98%くらいの確率で、「やっと終わった…!」と思う。心から。正直終わってくれて嬉しい。
残り2%がかき乱す。ぐちゃぐちゃで、なにがなんだかわからないような激情がうねってはしゃいでいる。
アングラだったんだ。たぶん。
完全に未知との遭遇だった。「私今これ芝居してるの?」ってめちゃくちゃ思った。
『そもそも芝居ってなに?』とかいう一番避けてきた疑問にぶつかって、その絶大さに呑まれたらおそらく止まってしまうとわかったから、考えないようにした。
私は止まってしまうと答えが見つかるまで動けない。それは時と場合を選ばないし、私はそのことをもう何年も前から繰り返しているからわかっている。
なんだろうな、「芝居やりたくねーな」って初めて思った。漠然とそう思ったけど、冷静にたぶん向いてないんだろうなって。まぁそれは薄々前から気づいてる。
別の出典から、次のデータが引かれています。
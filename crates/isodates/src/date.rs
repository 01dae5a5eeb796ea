//! The plain calendar date grammar: `YYYY-MM-DD`.

use chrono::{DateTime, Datelike, NaiveDate};
use chrono_tz::Tz;
use serde::Serialize;

use crate::error::{IsoError, Result};
use crate::{fields, normalize, project};

/// A normalized Gregorian calendar date. Once constructed, `month` is always
/// 1-12 and `day` is a real day of that month — overflow input like day 33
/// has already been rolled forward.
#[derive(Debug, Clone, Copy, PartialEq, Eq, Serialize)]
pub struct CalendarDate {
    pub year: i32,
    /// 1 = January.
    pub month: u32,
    pub day: u32,
}

fn invalid_format(input: &str) -> IsoError {
    IsoError::InvalidFormat {
        expected: "YYYY-MM-DD",
        input: input.to_string(),
    }
}

/// Parse an ISO-formatted year-month-day string (e.g. `"2019-05-22"`) into
/// the exact calendar date it represents.
///
/// The grammar is strict: exactly 10 characters with dashes at indexes 4 and
/// 7, so a 1-digit year or an unpadded month is rejected rather than
/// coerced. Overflow days roll forward using real calendar arithmetic:
/// `"2005-02-29"` (not a leap year) normalizes to March 1, 2005.
///
/// # Errors
///
/// Returns [`IsoError::InvalidFormat`] if the shape does not match, or a
/// field error naming the offending component if a number is out of range.
///
/// # Examples
///
/// ```
/// use isodates::parse_date;
///
/// let date = parse_date("2019-05-22").unwrap();
/// assert_eq!((date.year, date.month, date.day), (2019, 5, 22));
///
/// // Day overflow rolls into the next month
/// let date = parse_date("2005-01-33").unwrap();
/// assert_eq!((date.month, date.day), (2, 2));
/// ```
pub fn parse_date(input: &str) -> Result<CalendarDate> {
    let date = parse_date_naive(input)?;
    Ok(CalendarDate {
        year: date.year(),
        month: date.month(),
        day: date.day(),
    })
}

/// Midnight UTC on the parsed date. Use [`parse_date_start_in`] for a zone
/// other than UTC.
pub fn parse_date_start(input: &str) -> Result<DateTime<Tz>> {
    let date = parse_date_naive(input)?;
    project::midnight(date, chrono_tz::UTC)
}

/// Midnight on the parsed date in the given IANA time zone.
pub fn parse_date_start_in(input: &str, timezone: &str) -> Result<DateTime<Tz>> {
    let tz = project::parse_timezone(timezone, "parse date start")?;
    let date = parse_date_naive(input)?;
    project::midnight(date, tz)
}

/// 23:59:59.999999999 UTC on the parsed date. Use [`parse_date_end_in`] for
/// a zone other than UTC.
pub fn parse_date_end(input: &str) -> Result<DateTime<Tz>> {
    let date = parse_date_naive(input)?;
    project::almost_midnight(date, chrono_tz::UTC)
}

/// 23:59:59.999999999 on the parsed date in the given IANA time zone.
pub fn parse_date_end_in(input: &str, timezone: &str) -> Result<DateTime<Tz>> {
    let tz = project::parse_timezone(timezone, "parse date end")?;
    let date = parse_date_naive(input)?;
    project::almost_midnight(date, tz)
}

fn parse_date_naive(input: &str) -> Result<NaiveDate> {
    // A general date-time parser could handle this, but the fixed grammar
    // lets a couple of byte checks replace all of that machinery. This is
    // the hottest format, so it is worth the specialization.
    let bytes = input.as_bytes();
    if bytes.len() != 10 || !input.is_ascii() {
        return Err(invalid_format(input));
    }
    if bytes[4] != b'-' || bytes[7] != b'-' {
        return Err(invalid_format(input));
    }

    let year = fields::parse_year(&input[..4])?;
    let month = fields::parse_month(&input[5..7])?;
    let day = fields::parse_day_of_month(&input[8..])?;
    normalize::normalized_date(year, month, day)
}
impl TimeSeriesCache {
    /// Open (creating if needed) the cache directory
    pub fn open(config: CacheConfig) -> Result<Self> {
        fs::create_dir_all(&config.directory)?;
        log::info!("Time-series cache at {}", config.directory.display());

        Ok(Self {
            raw_memo: Mutex::new(LruCache::new(config.memo_capacity)),
            derived_memo: Mutex::new(LruCache::new(config.memo_capacity)),
            ready_lock: Mutex::new(()),
            ready: Condvar::new(),
            config,
        })
    }

    pub fn directory(&self) -> &Path {
        &self.config.directory
    }

    /// Persist the raw recording for a session, replacing any previous one
    pub fn store_raw(&self, session_id: &str, object: RawObject) -> Result<()> {
        validate_matrix(&object.data, &object.labels)?;
        let path = self.object_path(session_id, RAW_SUFFIX)?;
        let stamp = self.publish(&path, &object)?;

        self.raw_memo
            .lock()
            .insert(session_id.to_string(), stamp, Arc::new(object));

        // Wake anyone blocked in await_raw; notifying under the lock pairs
        // with the existence check they perform while holding it.
        let _guard = self.ready_lock.lock();
        self.ready.notify_all();

        log::info!("Stored raw recording for session {}", session_id);
        Ok(())
    }

    /// Persist a montage-derived matrix, replacing any previous one
    pub fn store_derived(&self, session_id: &str, object: DerivedObject) -> Result<()> {
        validate_matrix(&object.data, &object.labels)?;
        let path = self.object_path(session_id, DERIVED_SUFFIX)?;
        let stamp = self.publish(&path, &object)?;

        self.derived_memo
            .lock()
            .insert(session_id.to_string(), stamp, Arc::new(object));

        log::info!("Stored derived recording for session {}", session_id);
        Ok(())
    }

    /// Raw object for a session
    pub fn fetch_raw(&self, session_id: &str) -> Result<Arc<RawObject>> {
        let path = self.object_path(session_id, RAW_SUFFIX)?;
        load(&path, session_id, &self.raw_memo)?
            .ok_or_else(|| CoreError::NotFound(session_id.to_string()))
    }

    /// Derived object for a session, if a montage has been stored
    pub fn fetch_derived(&self, session_id: &str) -> Result<Option<Arc<DerivedObject>>> {
        let path = self.object_path(session_id, DERIVED_SUFFIX)?;
        load(&path, session_id, &self.derived_memo)
    }

    /// Derived matrix if present, raw otherwise
    pub fn fetch_effective(&self, session_id: &str) -> Result<EffectiveMatrix> {
        if let Some(derived) = self.fetch_derived(session_id)? {
            return Ok(EffectiveMatrix::Derived(derived));
        }
        self.fetch_raw(session_id).map(EffectiveMatrix::Raw)
    }

    /// Samples `[start, end)` of every effective channel.
    ///
    /// Indices are signed so out-of-range requests from callers are reported
    /// rather than wrapped; nothing is clamped.
    pub fn chunk(&self, session_id: &str, start: i64, end: i64) -> Result<Chunk> {
        let effective = self.fetch_effective(session_id)?;
        let available = effective.num_samples();

        if start < 0 || start >= end || end as u64 > available as u64 {
            return Err(CoreError::Range {
                start,
                end,
                available,
            });
        }

        Ok(slice(&effective, start as usize, end as usize))
    }

    /// The `n`-th of `total` chunks, `[n*T/total, (n+1)*T/total)`.
    ///
    /// Chunk sizes differ by at most one sample and the chunks tile the whole
    /// recording. With fewer samples than chunks some chunks are empty.
    pub fn chunk_ordinal(&self, session_id: &str, n: usize, total: usize) -> Result<Chunk> {
        let effective = self.fetch_effective(session_id)?;
        let available = effective.num_samples();
        if total == 0 || n >= total {
            return Err(CoreError::Range {
                start: n as i64,
                end: total as i64,
                available,
            });
        }

        let boundary = |k: usize| (k as u128 * available as u128 / total as u128) as usize;
        Ok(slice(&effective, boundary(n), boundary(n + 1)))
    }

    pub fn sample_rate(&self, session_id: &str) -> Result<f64> {
        Ok(self.fetch_raw(session_id)?.sample_rate)
    }

    pub fn sample_count(&self, session_id: &str) -> Result<usize> {
        Ok(self.fetch_effective(session_id)?.num_samples())
    }

    /// Montage currently applied to a session
    pub fn montage(&self, session_id: &str) -> Result<Option<MontageSpec>> {
        Ok(self
            .fetch_derived(session_id)?
            .and_then(|derived| derived.montage.clone()))
    }

    /// Block until a raw object exists for `session_id` or `timeout` elapses
    pub fn await_raw(&self, session_id: &str, timeout: Duration) -> Result<()> {
        let path = self.object_path(session_id, RAW_SUFFIX)?;
        let deadline = Instant::now() + timeout;

        let mut guard = self.ready_lock.lock();
        loop {
            if path.exists() {
                return Ok(());
            }

            let now = Instant::now();
            if now >= deadline {
                log::warn!(
                    "Timed out waiting for session {} after {:?}",
                    session_id,
                    timeout
                );
                return Err(CoreError::Timeout {
                    session_id: session_id.to_string(),
                    seconds: timeout.as_secs_f64(),
                });
            }

            let wait = (deadline - now).min(self.config.poll_interval);
            self.ready.wait_for(&mut guard, wait);
        }
    }

    fn object_path(&self, session_id: &str, suffix: &str) -> Result<PathBuf> {
        if session_id.is_empty() {
            return Err(CoreError::InvalidInput("empty session id".to_string()));
        }
        Ok(self
            .config
            .directory
            .join(format!("EEG_{}.{}", encode_session_id(session_id), suffix)))
    }

    /// Encode, write to a temporary sibling, then rename over `path`.
    /// Returns the stamp of the published file.
    fn publish<T: Serialize>(&self, path: &Path, object: &T) -> Result<FileStamp> {
        let msgpack_bytes = rmp_serde::to_vec_named(object)?;
        let compressed = lz4_flex::compress_prepend_size(&msgpack_bytes);

        let file_name = path
            .file_name()
            .map(|n| n.to_string_lossy().to_string())
            .unwrap_or_default();
        let tmp_path = self
            .config
            .directory
            .join(format!(".{}.{}.tmp", file_name, Uuid::new_v4()));

        let written = (|| -> std::io::Result<FileStamp> {
            let mut file = File::create(&tmp_path)?;
            file.write_all(&compressed)?;
            file.sync_all()?;
            // Rename keeps mtime and length, so this is the published file's stamp
            let stamp = FileStamp::of(&tmp_path)?;
            fs::rename(&tmp_path, path)?;
            Ok(stamp)
        })();

        written.map_err(|e| {
            let _ = fs::remove_file(&tmp_path);
            CoreError::Io(e)
        })
    }
}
突き詰めることが苦手でだいたい感情論で動いちゃうし、人間関係の構築はあまり上手くないし、世渡り上手とも到底言えない。それに才能があるわけでも無いと思う。おそらくこの世界での必要事項がほぼ完璧に全て欠落してる。いやー向いてない。
でもそれだけ欠落してて、毎回、全部大嫌いだと思いながらも、やっていると幸せだし大好きだから続けているし、続けるし、続けたいと思う。
私は明日からもオーディションを受け続ける。
今回はいつにも増して、自分の勉強不足と世間知らずさをひしひしと感じた舞台だった。
これほど『総合芸術である演劇』を初めて感じた。
社会情勢も語学も身体論も呼吸法も鍼灸も建物の造りもいろんな衣装の着方も演劇論も歴史も色んなことを知っていないとだめなんだ。勉強しないとだめなんだ。
頭ではわかっていたように思うけど、身にしみて感じた。
それが出来ていなかったから、私はセリフを削られたし、立ってセリフを言えることはなかったし、もちろん演出上の都合もあるんだろうけど、「あ、降ろされた」と思った。
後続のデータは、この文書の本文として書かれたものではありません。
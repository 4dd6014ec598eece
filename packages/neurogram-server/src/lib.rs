pub mod cli;
pub mod config;
pub mod error;
pub mod handlers;
pub mod oracle;
pub mod state;


pub use config::ServerConfig;
pub use error::{ApiError, ApiResult};
pub use oracle::LineLengthOracle;
pub use state::{IngestStatus, ServerState};

use axum::{
    extract::DefaultBodyLimit,
    routing::{get, post, put},
    Router,
};
use std::sync::Arc;
use tower_http::limit::RequestBodyLimitLayer;

use handlers::{
    detection_progress_stream, download_file, generate_key, get_chunk, get_session,
    health_check, ingest_session, resolve_key, run_detection, server_info, set_montage,
    upload_session,
};

/// Limit for JSON request bodies
const MAX_API_BODY_SIZE: usize = 1024 * 1024;

/// Build the application router. Tracing and CORS layers are added by the binary.
pub fn create_router(state: Arc<ServerState>) -> Router {
    let max_upload_size = usize::try_from(state.config.max_upload_size).unwrap_or(usize::MAX);

    let upload_routes = Router::new()
        .route("/api/sessions/upload", post(upload_session))
        .layer(DefaultBodyLimit::disable())
        .layer(RequestBodyLimitLayer::new(max_upload_size));

    let api_routes = Router::new()
        .route("/health", get(health_check))
        .route("/info", get(server_info))
        .route("/api/sessions", post(ingest_session))
        .route("/api/sessions/progress", get(detection_progress_stream))
        .route("/api/sessions/{id}", get(get_session))
        .route("/api/sessions/{id}/montage", put(set_montage))
        .route("/api/sessions/{id}/chunk", get(get_chunk))
        .route("/api/sessions/{id}/detect", post(run_detection))
        .route("/api/keys", post(generate_key))
        .route("/api/keys/{token}", get(resolve_key))
        .route("/api/files/{token}", get(download_file))
        .layer(RequestBodyLimitLayer::new(MAX_API_BODY_SIZE));

    Router::new()
        .merge(upload_routes)
        .merge(api_routes)
        .with_state(state)
}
『降ろされる』のはその舞台に立てなくなることだけじゃないと知る。
実際に役を降ろされ立てなくなることの方がまだ楽だと思う。
本来自分から発せられるはずだった言葉たちが他人の口から発せられる時のなんとも言えない苦痛、音として生まれない事への謝罪と自責の念。あれだけ泣いたのはいつぶりだろうな。
心を殺して稽古をしていたように思う。
私は稽古場で演技以外では泣きたくないし、出来ることなら打ち上げとか飲み会でも泣きたくない。
気を抜くといつでも泣きそうだった。
自分を鼓舞しながらマイナスの感情は一切感じないように、心を殺して、過ごしていた。
多くのことに対して、これは甘えなのか、ジェネレーションギャップなのか、単に相手との考え方が合わないのか、もう何もわからない、みたいなことが多かった。いやほんと、わからない。笑
頭が硬いが故に柔軟に物事を考えるのが苦手だからこそ、今回の座組はずいぶん居心地が悪かった。同年代が多かった分話し相手が多かったのはすごく嬉しかったし楽しかったけど。
人付き合い、上手くなりたいな、と改めて痛感。
次みんなに会うときは、もっと色んな事を知っていたい。ほんとに色んな事を。
当分会いたくないけど、でも会えない寂しさを感じるくらいには愛着を持てる関係だったのも事実で、仕事では会いたくないけどご飯食べに行きましょ笑
悔しさと情けなさと悲しさと怒りと諦めとやる気と謝罪と自己嫌悪と自責の念と疑心とに悶える。
2%、これからの自分への期待。